Task statement
Find and copy each line in the material below where the string "derivation" occurs.

━━━━

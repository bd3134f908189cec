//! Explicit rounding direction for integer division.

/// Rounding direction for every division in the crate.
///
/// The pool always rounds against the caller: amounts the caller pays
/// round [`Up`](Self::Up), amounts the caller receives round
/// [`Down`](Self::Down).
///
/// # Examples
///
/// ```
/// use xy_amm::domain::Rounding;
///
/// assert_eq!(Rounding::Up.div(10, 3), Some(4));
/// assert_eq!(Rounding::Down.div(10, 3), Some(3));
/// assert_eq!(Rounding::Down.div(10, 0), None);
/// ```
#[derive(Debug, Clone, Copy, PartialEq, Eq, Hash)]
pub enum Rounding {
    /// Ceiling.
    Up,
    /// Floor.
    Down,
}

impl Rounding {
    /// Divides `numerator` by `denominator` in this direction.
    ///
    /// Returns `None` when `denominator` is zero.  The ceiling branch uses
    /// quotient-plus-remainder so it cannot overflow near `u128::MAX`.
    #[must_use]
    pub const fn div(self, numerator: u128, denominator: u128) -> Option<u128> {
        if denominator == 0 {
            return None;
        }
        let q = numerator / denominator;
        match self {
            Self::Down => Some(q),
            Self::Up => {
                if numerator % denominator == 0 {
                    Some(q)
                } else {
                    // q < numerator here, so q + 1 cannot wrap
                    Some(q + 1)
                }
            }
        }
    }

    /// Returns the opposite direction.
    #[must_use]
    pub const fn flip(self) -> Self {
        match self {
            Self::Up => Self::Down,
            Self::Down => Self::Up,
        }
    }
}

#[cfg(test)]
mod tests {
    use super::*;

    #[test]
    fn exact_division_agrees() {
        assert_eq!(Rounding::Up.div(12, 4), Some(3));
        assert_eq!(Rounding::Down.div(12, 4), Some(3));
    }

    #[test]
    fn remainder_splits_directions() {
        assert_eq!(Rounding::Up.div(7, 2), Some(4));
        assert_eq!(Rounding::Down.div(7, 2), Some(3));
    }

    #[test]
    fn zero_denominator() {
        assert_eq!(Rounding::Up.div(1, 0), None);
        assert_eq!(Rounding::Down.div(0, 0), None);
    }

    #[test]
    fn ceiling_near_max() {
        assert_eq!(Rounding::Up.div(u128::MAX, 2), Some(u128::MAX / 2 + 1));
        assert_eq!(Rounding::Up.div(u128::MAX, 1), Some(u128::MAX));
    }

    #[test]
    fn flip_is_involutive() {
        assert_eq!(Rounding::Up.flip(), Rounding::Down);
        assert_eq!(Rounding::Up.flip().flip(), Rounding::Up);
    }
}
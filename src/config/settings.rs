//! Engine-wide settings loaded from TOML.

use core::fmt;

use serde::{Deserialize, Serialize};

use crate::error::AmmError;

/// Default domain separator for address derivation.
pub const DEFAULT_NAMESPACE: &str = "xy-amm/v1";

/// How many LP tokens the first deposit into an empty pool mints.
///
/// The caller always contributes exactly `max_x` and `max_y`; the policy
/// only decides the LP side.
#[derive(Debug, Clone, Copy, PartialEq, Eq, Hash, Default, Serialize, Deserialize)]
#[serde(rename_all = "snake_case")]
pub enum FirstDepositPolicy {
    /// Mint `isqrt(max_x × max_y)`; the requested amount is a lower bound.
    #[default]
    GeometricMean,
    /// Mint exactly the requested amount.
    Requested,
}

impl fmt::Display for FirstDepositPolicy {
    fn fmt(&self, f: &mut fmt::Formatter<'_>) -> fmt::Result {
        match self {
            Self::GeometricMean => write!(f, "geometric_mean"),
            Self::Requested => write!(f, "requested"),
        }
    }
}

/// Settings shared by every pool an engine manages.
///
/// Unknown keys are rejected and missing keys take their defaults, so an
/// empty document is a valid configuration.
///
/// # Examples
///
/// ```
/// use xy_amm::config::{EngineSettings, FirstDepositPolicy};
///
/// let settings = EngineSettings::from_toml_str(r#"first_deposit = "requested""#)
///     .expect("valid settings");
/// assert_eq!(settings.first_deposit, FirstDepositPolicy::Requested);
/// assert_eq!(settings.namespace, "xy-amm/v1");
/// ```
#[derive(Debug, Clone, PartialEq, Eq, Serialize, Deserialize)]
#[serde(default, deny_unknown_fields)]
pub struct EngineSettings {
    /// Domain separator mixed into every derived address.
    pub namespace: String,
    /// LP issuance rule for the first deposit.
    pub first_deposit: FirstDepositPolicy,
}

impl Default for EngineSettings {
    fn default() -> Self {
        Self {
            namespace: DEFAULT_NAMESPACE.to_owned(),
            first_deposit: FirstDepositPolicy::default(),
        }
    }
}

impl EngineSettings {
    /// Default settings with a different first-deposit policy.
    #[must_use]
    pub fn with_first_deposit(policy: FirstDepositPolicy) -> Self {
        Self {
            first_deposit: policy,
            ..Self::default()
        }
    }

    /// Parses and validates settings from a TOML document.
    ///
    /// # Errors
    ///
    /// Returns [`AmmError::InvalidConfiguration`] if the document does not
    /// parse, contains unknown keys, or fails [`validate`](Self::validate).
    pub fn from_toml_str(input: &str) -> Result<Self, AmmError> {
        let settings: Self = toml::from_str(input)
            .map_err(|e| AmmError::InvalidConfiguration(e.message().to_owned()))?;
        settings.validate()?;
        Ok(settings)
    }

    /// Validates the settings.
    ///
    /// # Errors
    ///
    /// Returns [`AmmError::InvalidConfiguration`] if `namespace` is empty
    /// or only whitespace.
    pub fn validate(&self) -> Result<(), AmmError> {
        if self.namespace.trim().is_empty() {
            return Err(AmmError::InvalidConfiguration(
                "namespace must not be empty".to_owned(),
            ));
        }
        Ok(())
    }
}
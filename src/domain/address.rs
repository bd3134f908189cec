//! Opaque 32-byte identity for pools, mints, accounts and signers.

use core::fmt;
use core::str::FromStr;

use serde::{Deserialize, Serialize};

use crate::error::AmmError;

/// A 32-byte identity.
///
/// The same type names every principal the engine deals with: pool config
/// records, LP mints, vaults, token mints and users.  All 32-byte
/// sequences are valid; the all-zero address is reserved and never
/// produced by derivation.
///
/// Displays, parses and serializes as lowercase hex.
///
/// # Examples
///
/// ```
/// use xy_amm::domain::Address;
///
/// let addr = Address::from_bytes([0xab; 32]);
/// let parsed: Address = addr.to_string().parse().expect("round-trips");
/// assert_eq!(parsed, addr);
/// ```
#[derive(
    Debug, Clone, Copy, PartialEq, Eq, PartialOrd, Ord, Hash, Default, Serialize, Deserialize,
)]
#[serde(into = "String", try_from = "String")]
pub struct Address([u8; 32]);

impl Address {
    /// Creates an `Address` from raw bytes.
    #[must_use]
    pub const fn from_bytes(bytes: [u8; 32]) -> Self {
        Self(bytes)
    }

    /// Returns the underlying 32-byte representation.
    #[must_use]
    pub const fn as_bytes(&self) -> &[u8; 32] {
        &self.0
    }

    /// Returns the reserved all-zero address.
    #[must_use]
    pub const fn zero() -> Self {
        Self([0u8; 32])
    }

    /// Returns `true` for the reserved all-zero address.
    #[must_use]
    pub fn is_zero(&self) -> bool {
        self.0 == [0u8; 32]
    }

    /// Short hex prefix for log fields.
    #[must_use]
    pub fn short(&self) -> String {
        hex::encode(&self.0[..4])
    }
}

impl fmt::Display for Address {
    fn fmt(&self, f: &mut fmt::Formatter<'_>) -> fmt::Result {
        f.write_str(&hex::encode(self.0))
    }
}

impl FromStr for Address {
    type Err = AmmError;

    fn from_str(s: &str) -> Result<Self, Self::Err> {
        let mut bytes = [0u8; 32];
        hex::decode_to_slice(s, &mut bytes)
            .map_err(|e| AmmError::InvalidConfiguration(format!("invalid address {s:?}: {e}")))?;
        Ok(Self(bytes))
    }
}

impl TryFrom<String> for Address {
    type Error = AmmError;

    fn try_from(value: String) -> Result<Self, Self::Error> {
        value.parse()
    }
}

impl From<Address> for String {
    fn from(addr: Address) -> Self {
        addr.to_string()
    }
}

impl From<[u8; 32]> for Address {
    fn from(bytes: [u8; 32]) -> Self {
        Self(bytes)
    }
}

━━━━

Solution to this exercise
/// Default domain separator for address derivation.
/// produced by derivation.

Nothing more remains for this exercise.